▶ [Collected data]
* * * *

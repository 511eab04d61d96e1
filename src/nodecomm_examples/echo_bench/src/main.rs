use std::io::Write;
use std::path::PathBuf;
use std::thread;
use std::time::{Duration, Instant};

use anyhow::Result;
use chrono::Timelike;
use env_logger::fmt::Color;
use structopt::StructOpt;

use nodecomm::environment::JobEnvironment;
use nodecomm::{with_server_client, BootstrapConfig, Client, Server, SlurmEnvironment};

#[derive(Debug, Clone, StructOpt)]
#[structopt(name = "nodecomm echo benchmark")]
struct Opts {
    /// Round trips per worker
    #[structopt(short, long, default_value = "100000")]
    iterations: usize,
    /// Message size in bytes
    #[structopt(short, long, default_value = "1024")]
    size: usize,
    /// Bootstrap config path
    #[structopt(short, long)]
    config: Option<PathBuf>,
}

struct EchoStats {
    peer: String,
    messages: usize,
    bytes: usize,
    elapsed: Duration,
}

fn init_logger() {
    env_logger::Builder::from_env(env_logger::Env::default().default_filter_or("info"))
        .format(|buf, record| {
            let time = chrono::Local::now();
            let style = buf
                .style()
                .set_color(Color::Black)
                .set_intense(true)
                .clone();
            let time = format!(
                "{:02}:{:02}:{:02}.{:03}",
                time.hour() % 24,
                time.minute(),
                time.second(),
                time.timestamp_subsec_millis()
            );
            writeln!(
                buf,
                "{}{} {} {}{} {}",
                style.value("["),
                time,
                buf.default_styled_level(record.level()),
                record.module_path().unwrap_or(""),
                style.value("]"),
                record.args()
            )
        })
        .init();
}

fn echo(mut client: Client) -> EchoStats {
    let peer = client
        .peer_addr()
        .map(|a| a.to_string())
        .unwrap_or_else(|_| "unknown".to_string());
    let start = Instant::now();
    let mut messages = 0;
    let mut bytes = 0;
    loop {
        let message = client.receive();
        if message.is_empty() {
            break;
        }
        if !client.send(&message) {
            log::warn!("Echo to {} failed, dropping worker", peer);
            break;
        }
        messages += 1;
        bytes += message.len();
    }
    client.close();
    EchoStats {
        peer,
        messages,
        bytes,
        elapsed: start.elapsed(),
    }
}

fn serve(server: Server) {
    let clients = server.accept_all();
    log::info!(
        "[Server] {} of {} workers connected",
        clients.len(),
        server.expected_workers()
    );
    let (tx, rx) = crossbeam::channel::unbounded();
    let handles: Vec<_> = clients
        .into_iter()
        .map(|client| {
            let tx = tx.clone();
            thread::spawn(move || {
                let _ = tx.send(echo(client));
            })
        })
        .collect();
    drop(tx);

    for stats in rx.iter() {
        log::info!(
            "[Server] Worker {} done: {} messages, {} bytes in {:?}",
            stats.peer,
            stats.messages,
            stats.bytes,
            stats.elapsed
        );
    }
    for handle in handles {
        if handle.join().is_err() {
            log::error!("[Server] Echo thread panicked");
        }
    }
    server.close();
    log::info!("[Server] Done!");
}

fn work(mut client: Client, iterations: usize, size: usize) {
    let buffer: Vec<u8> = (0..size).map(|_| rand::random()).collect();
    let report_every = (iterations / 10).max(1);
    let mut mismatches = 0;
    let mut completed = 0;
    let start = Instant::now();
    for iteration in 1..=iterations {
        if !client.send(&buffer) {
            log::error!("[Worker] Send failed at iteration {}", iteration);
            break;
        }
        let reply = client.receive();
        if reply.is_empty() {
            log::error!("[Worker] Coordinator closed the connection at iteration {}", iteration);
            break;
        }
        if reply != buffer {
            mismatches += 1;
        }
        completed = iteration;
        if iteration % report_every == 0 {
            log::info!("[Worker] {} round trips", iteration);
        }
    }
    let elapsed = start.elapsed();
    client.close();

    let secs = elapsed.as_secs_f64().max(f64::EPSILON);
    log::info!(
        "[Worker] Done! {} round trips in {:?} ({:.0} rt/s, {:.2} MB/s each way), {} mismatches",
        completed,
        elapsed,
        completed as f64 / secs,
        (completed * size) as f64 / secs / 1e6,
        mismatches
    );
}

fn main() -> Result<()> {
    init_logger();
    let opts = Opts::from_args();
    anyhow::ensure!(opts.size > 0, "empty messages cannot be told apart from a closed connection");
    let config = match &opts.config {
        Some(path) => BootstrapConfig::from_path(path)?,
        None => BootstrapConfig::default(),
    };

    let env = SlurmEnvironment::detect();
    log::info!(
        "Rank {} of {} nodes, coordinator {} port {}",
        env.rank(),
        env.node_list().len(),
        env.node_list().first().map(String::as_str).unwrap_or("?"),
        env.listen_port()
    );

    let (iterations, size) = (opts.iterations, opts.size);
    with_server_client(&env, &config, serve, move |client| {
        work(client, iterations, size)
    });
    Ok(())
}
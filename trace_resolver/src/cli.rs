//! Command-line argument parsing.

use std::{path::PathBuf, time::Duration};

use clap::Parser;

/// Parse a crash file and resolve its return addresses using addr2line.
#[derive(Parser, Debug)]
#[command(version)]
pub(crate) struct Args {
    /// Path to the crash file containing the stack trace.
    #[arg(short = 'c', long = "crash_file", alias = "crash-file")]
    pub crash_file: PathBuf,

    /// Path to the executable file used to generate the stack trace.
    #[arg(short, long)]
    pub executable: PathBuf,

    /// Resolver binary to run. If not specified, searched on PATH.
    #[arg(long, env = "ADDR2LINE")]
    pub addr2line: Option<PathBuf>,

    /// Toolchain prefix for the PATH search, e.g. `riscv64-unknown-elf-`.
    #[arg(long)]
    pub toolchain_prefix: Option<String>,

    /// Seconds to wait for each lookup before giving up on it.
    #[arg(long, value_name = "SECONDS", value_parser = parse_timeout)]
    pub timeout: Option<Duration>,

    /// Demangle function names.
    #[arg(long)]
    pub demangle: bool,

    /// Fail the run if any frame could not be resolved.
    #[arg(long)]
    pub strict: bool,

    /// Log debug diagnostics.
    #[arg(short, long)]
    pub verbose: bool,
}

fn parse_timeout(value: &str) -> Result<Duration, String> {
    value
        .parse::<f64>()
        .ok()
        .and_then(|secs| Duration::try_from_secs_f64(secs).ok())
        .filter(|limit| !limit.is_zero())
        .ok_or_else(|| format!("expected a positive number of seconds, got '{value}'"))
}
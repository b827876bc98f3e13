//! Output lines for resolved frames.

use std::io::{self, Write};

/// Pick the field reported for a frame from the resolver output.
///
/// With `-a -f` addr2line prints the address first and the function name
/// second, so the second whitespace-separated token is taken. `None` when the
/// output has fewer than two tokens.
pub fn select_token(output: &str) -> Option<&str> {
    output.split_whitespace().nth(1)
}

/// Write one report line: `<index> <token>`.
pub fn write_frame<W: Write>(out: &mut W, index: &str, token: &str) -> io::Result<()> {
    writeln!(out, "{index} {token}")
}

* * * *

Reproduce exactly the lines from the one with "output.split_whitespace().nth(1)" through the end of the entries above, both ends included.

▶ [Expected answer]
    output.split_whitespace().nth(1)
}

/// Write one report line: `<index> <token>`.
pub fn write_frame<W: Write>(out: &mut W, index: &str, token: &str) -> io::Result<()> {
    writeln!(out, "{index} {token}")
}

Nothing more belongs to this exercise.